Ma il sole si è fatto più alto; il suo disco sfavilla; lo sguardo più no’l sostiene.... Ahimè! gli alberi perdono a ciocche a ciocche la loro chioma posticcia; la natura ha spogliata la sua candida veste; i suoi brillanti sfumano, come le giovanili illusioni; rimane il nudo inverno, colle sue foreste brune e scheletrite, coll’erbe gialle e stecchite, co’ torrenti ghiacciati, col gelato suo soffio, co’ suoi brevi splendori, col suo morto silenzio. Solo, sparsi sui colli più aprichi, i radi sempreverdi custodiscono gelosi il colore della speranza. L’inverno è la realtà della vita, co’ suoi disinganni, co’ suoi dolori e le cure e le angoscie; la realtà della vita ove il godere, che è così scarso, anzichè nel conseguimento, sta nella speranza del bene.

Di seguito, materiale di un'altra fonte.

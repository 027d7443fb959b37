//! Shell completions generation.

use clap::Args;
use clap_complete::Shell;

/// Generate shell completions
#[derive(Args, Debug)]
pub struct CompletionsArgs {
    /// Shell to generate completions for
    #[arg(value_enum)]
    pub shell: Shell,
}

pub fn run(args: CompletionsArgs) -> crate::error::Result<()> {
    let mut cmd = <super::Cli as clap::CommandFactory>::command();
    clap_complete::generate(args.shell, &mut cmd, "pxtrace", &mut std::io::stdout());
    Ok(())
}
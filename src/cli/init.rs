//! Init command implementation.
//!
//! Generates a commented `pxtrace.yaml` with the default settings.

use std::fs;
use std::path::PathBuf;

use clap::Args;

use crate::config::CONFIG_FILENAME;
use crate::error::{Result, TraceError};
use crate::output::{display_path, Printer};

/// Initialize a pxtrace project by generating a pxtrace.yaml config
#[derive(Args, Debug)]
pub struct InitArgs {
    /// Directory to initialize (default: current directory)
    #[arg(default_value = ".")]
    pub path: PathBuf,

    /// Overwrite existing pxtrace.yaml
    #[arg(long)]
    pub force: bool,
}

/// Default config, written manually so the comments survive.
const DEFAULT_CONFIG: &str = "\
# pxtrace configuration. CLI flags override these defaults.

# Output directory for generated SVG files.
output: dist

# Emit one rect per pixel instead of tracing regions.
pixels: false

# Keep every boundary point (disable collinear merging).
keep_all_points: false

# Trace fully transparent pixels too.
include_transparent: false
";

pub fn run(args: InitArgs) -> Result<()> {
    let printer = Printer::new();
    let config_path = args.path.join(CONFIG_FILENAME);

    if config_path.exists() && !args.force {
        return Err(TraceError::Config {
            message: format!("{} already exists", CONFIG_FILENAME),
            help: Some("Use --force to overwrite".to_string()),
        });
    }

    fs::write(&config_path, DEFAULT_CONFIG).map_err(|e| TraceError::Io {
        path: config_path.clone(),
        message: format!("Failed to write config: {}", e),
    })?;

    printer.status("Created", &display_path(&config_path));
    Ok(())
}
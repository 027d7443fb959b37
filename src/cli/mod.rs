pub mod completions;
pub mod init;
pub mod inspect;
pub mod trace;

use clap::{Parser, Subcommand};

/// pxtrace - Pixel raster to SVG tracer
#[derive(Parser, Debug)]
#[command(name = "pxtrace")]
#[command(version, about, long_about = None)]
pub struct Cli {
    #[command(subcommand)]
    pub command: Commands,
}

#[derive(Subcommand, Debug)]
pub enum Commands {
    /// Trace raster images into SVG files
    Trace(trace::TraceArgs),

    /// Report per-colour region statistics for a raster
    Inspect(inspect::InspectArgs),

    /// Initialize a pxtrace project (generates pxtrace.yaml)
    Init(init::InitArgs),

    /// Generate shell completions
    Completions(completions::CompletionsArgs),
}
impl Circuit {
    /// Create an empty circuit with the clock at time zero.
    pub fn new() -> Self {
        Circuit {
            wires: Vec::new(),
            gates: Vec::new(),
            agenda: Agenda::new(),
            monitor: Monitor::new(),
            events_processed: 0,
        }
    }

    // ── Wires ─────────────────────────────────────────────────

    /// Create a wire with the given display label. Starts `Low`.
    pub fn add_wire(&mut self, name: impl Into<String>) -> WireId {
        let id = WireId::new(self.wires.len() as u32);
        self.wires.push(Wire::new(name));
        id
    }

    /// Change a wire's display label (e.g. to name a gate-built output).
    pub fn rename_wire(&mut self, wire: WireId, name: impl Into<String>) {
        self.wires[wire.index()].name = name.into();
    }

    /// Borrow a wire.
    pub fn wire(&self, wire: WireId) -> &Wire {
        &self.wires[wire.index()]
    }

    /// Read a wire's current signal. No side effect.
    pub fn signal(&self, wire: WireId) -> Signal {
        self.wires[wire.index()].signal
    }

    /// Write a wire's signal.
    ///
    /// Stores `signal` unconditionally, then dispatches every subscriber
    /// in subscription order, synchronously. This happens even when the
    /// new value equals the old one — subscribers wanting change
    /// detection must implement it themselves.
    pub fn set_signal(&mut self, wire: WireId, signal: Signal) {
        self.wires[wire.index()].signal = signal;
        // Snapshot the list: subscribers added during dispatch are only
        // notified from the next write onward.
        let subscribers = self.wires[wire.index()].subscribers.clone();
        for action in subscribers {
            self.dispatch(action);
        }
    }

    /// Append `action` to the wire's subscriber list and dispatch it once
    /// immediately, so the subscriber picks up the wire's current value
    /// without waiting for the next write.
    pub fn subscribe(&mut self, wire: WireId, action: Action) {
        self.wires[wire.index()].subscribers.push(action);
        self.dispatch(action);
    }

    // ── Gates ─────────────────────────────────────────────────

    fn add_gate(&mut self, op: GateOp, output: WireId) -> GateId {
        let id = GateId::new(self.gates.len() as u32);
        let gate = Gate::new(op, output);
        let (a, b) = gate.inputs();
        self.gates.push(gate);
        // Both inputs carry the same trigger, so either one changing
        // causes one recomputation cycle. Subscribing also schedules the
        // first settle, computing the output from current input values.
        self.subscribe(a, Action::Trigger(id));
        if let Some(b) = b {
            self.subscribe(b, Action::Trigger(id));
        }
        id
    }

    /// Wire an AND gate into an existing output wire.
    pub fn and_gate_into(&mut self, a: WireId, b: WireId, output: WireId) -> GateId {
        self.add_gate(GateOp::And(a, b), output)
    }

    /// Wire an OR gate into an existing output wire.
    pub fn or_gate_into(&mut self, a: WireId, b: WireId, output: WireId) -> GateId {
        self.add_gate(GateOp::Or(a, b), output)
    }

    /// Wire an XOR gate into an existing output wire.
    pub fn xor_gate_into(&mut self, a: WireId, b: WireId, output: WireId) -> GateId {
        self.add_gate(GateOp::Xor(a, b), output)
    }

    /// Wire an inverter into an existing output wire.
    pub fn invert_into(&mut self, input: WireId, output: WireId) -> GateId {
        self.add_gate(GateOp::Invert(input), output)
    }

    /// AND two wires, returning a freshly created output wire.
    pub fn and_gate(&mut self, a: WireId, b: WireId) -> WireId {
        let out = self.add_wire(format!("and{}", self.gates.len()));
        self.and_gate_into(a, b, out);
        out
    }

    /// OR two wires, returning a freshly created output wire.
    pub fn or_gate(&mut self, a: WireId, b: WireId) -> WireId {
        let out = self.add_wire(format!("or{}", self.gates.len()));
        self.or_gate_into(a, b, out);
        out
    }

    /// XOR two wires, returning a freshly created output wire.
    pub fn xor_gate(&mut self, a: WireId, b: WireId) -> WireId {
        let out = self.add_wire(format!("xor{}", self.gates.len()));
        self.xor_gate_into(a, b, out);
        out
    }

    /// Invert a wire, returning a freshly created output wire.
    pub fn invert(&mut self, input: WireId) -> WireId {
        let out = self.add_wire(format!("not{}", self.gates.len()));
        self.invert_into(input, out);
        out
    }

    /// Borrow a gate.
    pub fn gate(&self, gate: GateId) -> &Gate {
        &self.gates[gate.index()]
    }

    // ── Monitor ───────────────────────────────────────────────

    /// Watch a wire: every write to it (and its current value, right now)
    /// is handed to the monitor.
    pub fn probe(&mut self, wire: WireId) {
        self.monitor.watch(wire);
        self.subscribe(wire, Action::Trace(wire));
    }

    /// The circuit's monitor.
    pub fn monitor(&self) -> &Monitor {
        &self.monitor
    }

    /// Set the monitor's verbosity threshold.
    pub fn set_verbosity(&mut self, verbosity: u8) {
        self.monitor.set_verbosity(verbosity);
    }

    // ── Dispatch ──────────────────────────────────────────────

    /// Execute one action against the circuit.
    ///
    /// Immediate actions arrive here from `subscribe` and `set_signal`;
    /// delayed actions arrive from the driver loop.
    fn dispatch(&mut self, action: Action) {
        match action {
            Action::Trigger(g) => {
                let delay = self.gates[g.index()].kind().delay();
                self.agenda.schedule(delay, Action::Settle(g));
            }
            Action::Settle(g) => {
                let gate = self.gates[g.index()].clone();
                // Inputs are read now, at settle time — not at the moment
                // the delay was scheduled.
                let value = gate.evaluate(|w| self.wires[w.index()].signal);
                tracing::debug!(
                    gate = %g,
                    kind = %gate.kind(),
                    output = %gate.output(),
                    %value,
                    "gate settled"
                );
                self.set_signal(gate.output(), value);
            }
            Action::Trace(w) => {
                let time = self.agenda.current_time();
                let signal = self.wires[w.index()].signal;
                let name = self.wires[w.index()].name.clone();
                self.monitor.record(time, w, &name, signal);
            }
        }
    }

    // ── Driver ────────────────────────────────────────────────

    /// Current simulated time.
    pub fn now(&self) -> SimTime {
        self.agenda.current_time()
    }

    /// Number of actions pending on the agenda.
    pub fn pending_actions(&self) -> usize {
        self.agenda.len()
    }

    /// Total actions dispatched by the driver since construction.
    pub fn events_processed(&self) -> u64 {
        self.events_processed
    }

    /// Execute a single driver step: examine the first agenda item
    /// (advancing time to it), dispatch it, remove it.
    ///
    /// Returns the dispatched action, or `None` if the agenda was empty.
    pub fn step(&mut self) -> Option<Action> {
        if self.agenda.is_empty() {
            return None;
        }
        let action = *self.agenda.first_item().ok()?;
        self.dispatch(action);
        self.agenda.remove_first_item();
        self.events_processed += 1;
        Some(action)
    }

    /// Drain the agenda, executing actions in (time, FIFO) order until
    /// the circuit is quiescent. Returns the final-state report.
    pub fn propagate(&mut self) -> PropagationReport {
        let start = self.events_processed;
        while self.step().is_some() {}
        self.report(start)
    }

    /// Like [`Circuit::propagate`], but dispatching at most `max_events`
    /// actions. Fails with [`CircuitError::NonTerminating`] if actions
    /// remain pending afterwards — the guard for (unsupported) cyclic
    /// wiring.
    pub fn propagate_bounded(&mut self, max_events: u64) -> CircuitResult<PropagationReport> {
        let start = self.events_processed;
        let mut steps = 0u64;
        while steps < max_events {
            if self.step().is_none() {
                break;
            }
            steps += 1;
        }
        if self.agenda.is_empty() {
            Ok(self.report(start))
        } else {
            Err(CircuitError::NonTerminating { max_events })
        }
    }

    fn report(&self, start: u64) -> PropagationReport {
        let finals: Vec<(String, Signal)> = self
            .monitor
            .watched()
            .iter()
            .map(|&w| {
                let wire = &self.wires[w.index()];
                (wire.name.clone(), wire.signal)
            })
            .collect();
        for (name, signal) in &finals {
            tracing::info!(%name, %signal, "final wire state");
        }
        PropagationReport {
            events_processed: self.events_processed - start,
            finished_at: self.agenda.current_time(),
            finals,
        }
    }
}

2. Venuta la sera, una nebbia folta, immobile e serrata come un lago di acqua stagnante, levossi sull’orizzonte, riempiendo le vie, i giardini, i cortili, le porte delle case. Dai vetri appannati e goccianti del mio studiolo, la nebbia traspariva come una bigia muraglia edificata contro alla casa senza alcun distacco. Solo i più vicini dei fanali a gaz, trasparendo d’in sulla via, rompevano il bigio uniforme di quella muraglia, come piccole radure nel fitto di un cielo piovoso e nero. Era una di quelle freddissime sere d’inverno in cui volentieri ci condanniamo a stare in casa. Ma il pensiero mi portò, mio malgrado, al solito ritrovo de’ miei nipoti, a cui avevo fatto sperare la solita conversazione. Che fare? Sentivo, a dir vero, un po ’ di rimorso di tradire l’aspettazione di quei buoni giovanetti e delle mamme, le quali contavano sulla mia conversazione, come sopra uno specifico per tenerli occupati e quieti. Ma una leggera costipazione, un po’ di tosse, mi porgevano una scusa.... un pretesto. Poi, dicevo fra me,

  1. I pulviscoli di neve, quando cadono radi e gelati, raccolti sopra un panno nero mostrano (solo talvolta al piano ma sovente nelle Alpi) le più svariate ed eleganti figure di stelle raggianti, di croci stellate, così belle, che è un desio a vederle. Ognuna di quelle stelle è un gruppo di cristalli di ghiaccio.